En el bien somos bendecidos y el Creador nos bendice con la rectitud
inherente al bien, que por definición es nuestra redención. Esta la entendemos como
el eterno estado de conciencia libre de las tendencias y rasgos negativos que
conllevan a vivir en la maldad.
La eterna libertad en el bien es la herencia de aquellos que lo procuran
como estilo de vida en la redención final prometida por Dios. Esta es la
herencia de los descendientes de Jacob que buscan vivir eternamente en el bien
del Creador.
“Me lavo las manos en inocencia para abarcar Tu altar, oh Eterno. Para oír
en la voz de gratitud y contar todas Tus maravillas. Eterno, yo amo la morada
de Tu casa; y el lugar, el templo de Tu
gloria.” (26:6-8)
El ascenso que mencionó anteriormente el rey David requiere inocencia,
también inherente al bien cuando rige todos los aspectos y expresiones de la
vida. Debemos lavar y limpiar nuestros pensamientos, emociones y sentimientos,
refinando al mismo tiempo nuestras pasiones e instintos con el fin de
convertirlos en vasijas para ser llenadas con el bien de los modos y atributos
de amor.
En el bien podemos habilitar nuestra conciencia para que abarque y abrace
el máximo bien representado por el “altar” de Dios. Este conocimiento nos
conduce a la gratitud que le debemos a nuestro Creador, y en esta conciencia
podremos captar Sus magníficas maravillas y la trascendencia de Su gloria.

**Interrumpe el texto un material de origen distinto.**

// lib: OS abstraction layer for the WILC network-interface driver.
// Provides the asynchronous TCP client plus thin file and math facades.

// Re-export core types
pub use wilc_core::*;

// Re-export transport abstractions
pub use wilc_transport::*;

pub mod config;
pub mod fileops;
pub mod math;
pub mod receiver;
pub mod socket;

pub use config::ConnectionConfig;
pub use receiver::{ContextReceiver, Receiver, ReceptionCallback};
pub use socket::Connection;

En amor también exaltaremos el júbilo de morar eternamente en la casa de
Dios y Su gloria, como el supremo estado de conciencia para el cual vinimos a
este mundo con el propósito de cumplir el destino que Él quiere para nosotros
cuando elegimos vivir solamente en permanente conocimiento del bien.
El este próximo versículo que citamos, el salmista nos hace conscientes de
que ciertamente tal destino es el que deberíamos añorar y pedir a nuestro
Creador.
“Una cosa he pedido del Eterno, que habré de buscar después: que pueda
yo morar en la casa del Eterno todos los días de mi vida, para contemplar la dulzura
del Eterno y visitar Su templo.” (27:4)
Cuando llegamos a este conocimiento, solamente vivimos para añorar con
ardiente deseo existir eternamente junto a nuestro Creador. De ahí que oremos
constantemente para liberarnos de apegos, obsesiones y adicciones que nos
imponen fantasías e ilusiones de ego para impedirnos abrazar la libertad que sólo
el bien puede dar.
La lección que aprendemos de éstas es valorar y apreciar el bien como
libertad moral que refuerza nuestro discernimiento para dirigir nuestra mente,
pensamientos, emociones, sentimientos e instintos con la rectitud inherente al
bien.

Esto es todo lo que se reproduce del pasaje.